You want to shoot stock? Then you better be creative, prepared and a very hard worker. That’s just the beginning. There’s a whole bunch that goes into shooting stock. You have to understand concepts and how they appeal to photo buyers. Once you have that all figured out, you need a great big bunch of wonderful people to make it all work.
This post is a little case study. It gives you just a little flavor of what you need to make a stock photo shoot a success.
First you need a good photographer. Rich Legg is a very good photographer in Salt Lake City, UT. He makes a living shooting stock. In March of 2010, Rich marked a milestone in licensing his 100,000th image on iStockphoto. He is ranked in the top 100 worldwide of the thousands of contributing photographers with the agency. If you want to do the same, you’d move your career ahead by a mile simply by looking at the images found at his blog, Leggnet.com.
Next, you need a whole lot of friends. And Rich is fortunate enough to have many. The Salt Lake City, UT photographic community is one of the warmest, friendliest and most enthusiastic groups I’ve ever seen. I’ve spoken to camera clubs, PPA chapters, SMUGS, PUGS, you name it – all over the world. I don’t think I’ve ever seen a more engaged, friendly, passionate group than the one I met at Pictureline when I spoke there. This group of talented folks offers a tremendous talent pool to draw from. (I’ve written about the Salt Lake photo community before here on Photofocus.)
When Rich needs models, props, locations, technicians, second shooters or whatever, he’s got them. He’s got a tremendous camera store to support him in Pictureline. He’s got a great friend in Nicole Young (an occasional contributor here at Photofocus.) All of these things matter. While much is made of photography being a solitary pursuit, that’s not true for most stock shooters.

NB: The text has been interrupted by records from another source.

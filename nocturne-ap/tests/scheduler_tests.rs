//! SegmentScheduler integration tests
//!
//! All tests run on paused tokio time. The headless audio clock follows tokio
//! time, so wall-clock timers and gain automation share one timeline.

mod helpers;

use helpers::{
    approx, drain, gain_now, run_for, scheduler, segment_a, segment_b, started_sources,
    FlakyBackend, SyntheticLoader,
};
use nocturne_ap::audio::AudioGraph;
use nocturne_ap::playback::SegmentScheduler;
use nocturne_common::events::EventBus;
use nocturne_ap::playback::{CommandOutcome, SegmentDefaults, SegmentDescriptor};
use nocturne_ap::Error;
use nocturne_common::events::{NocturneEvent, PlaybackState};
use nocturne_common::Journey;
use std::sync::Arc;
use std::time::Duration;

fn secs(value: f64) -> Duration {
    Duration::from_secs_f64(value)
}

/// A (5s, fade-out 1s) then B (3s audio, fade-in 2s, natural end), timer 30 min
#[tokio::test(start_paused = true)]
async fn test_two_segment_trace() {
    let loader = Arc::new(SyntheticLoader::new(20.0).with_duration("b.mp3", 3.0));
    let (mut sched, mut rx) = scheduler(Arc::clone(&loader));

    // t = 0: A audible at its gain, fade-out queued for t = 4
    sched
        .start(Some(7), vec![segment_a(), segment_b()], 30.0)
        .await
        .unwrap();
    assert_eq!(sched.state(), PlaybackState::Playing);
    assert_eq!(sched.status().segment_index, 0);
    assert!(approx(gain_now(&sched).unwrap(), 0.5));

    // t = 4: fade-out begins from full gain
    run_for(&mut sched, secs(4.0)).await;
    assert_eq!(sched.status().segment_index, 0);
    assert!(approx(gain_now(&sched).unwrap(), 0.5));
    assert!(drain(&mut rx)
        .iter()
        .any(|e| matches!(e, NocturneEvent::SegmentFadeOut { segment_index: 0, .. })));

    // t = 4.5: halfway down
    run_for(&mut sched, secs(0.5)).await;
    assert!(approx(gain_now(&sched).unwrap(), 0.25));

    // t = 5: B starts silent and fades in over 2s
    run_for(&mut sched, secs(0.5)).await;
    let status = sched.status();
    assert_eq!(status.segment_index, 1);
    assert_eq!(status.segment.as_ref().unwrap().source_id, "b.mp3");
    assert!(approx(gain_now(&sched).unwrap(), 0.0));

    run_for(&mut sched, secs(1.0)).await;
    assert!(approx(gain_now(&sched).unwrap(), 0.4));

    // t = 8: B's audio ends and the session wraps back to A
    run_for(&mut sched, secs(2.5)).await;
    let status = sched.status();
    assert_eq!(status.segment_index, 0);
    assert_eq!(status.state, PlaybackState::Playing);
    assert!(approx(gain_now(&sched).unwrap(), 0.5));

    let mut rx_all = drain(&mut rx);
    rx_all.retain(|e| matches!(e, NocturneEvent::SegmentStarted { .. }));
    assert_eq!(started_sources(&rx_all), vec!["b.mp3", "a.mp3"]);

    // Both sources decoded exactly once across the wrap
    assert_eq!(loader.calls_for("a.mp3"), 1);
    assert_eq!(loader.calls_for("b.mp3"), 1);
    assert_eq!(sched.status().elapsed_secs, 8);
}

The last thing I’ll mention on this list (and certainly not the last thing you’ll need to master) is leadership skills. Watch this amazing video and you’ll see that Rich is a natural born leader. He’s someone people are eager to follow. He’s a great guy with a big vision and he’s able to sell that vision to others in a way that causes them to buy into his big idea. This yields a very successful formula. Rich’s pictures prove it.
Shooting stock is very different today than it was 15 years ago. Regardless of what anyone thinks about microstock, it’s here to stay. Photographers like Rich have learned to make it work for them. Stock photography will continue to morph and change over the next decade, with or without iStockPhoto. But no matter how much the industry changes, the traits I’ve outlined here will be important.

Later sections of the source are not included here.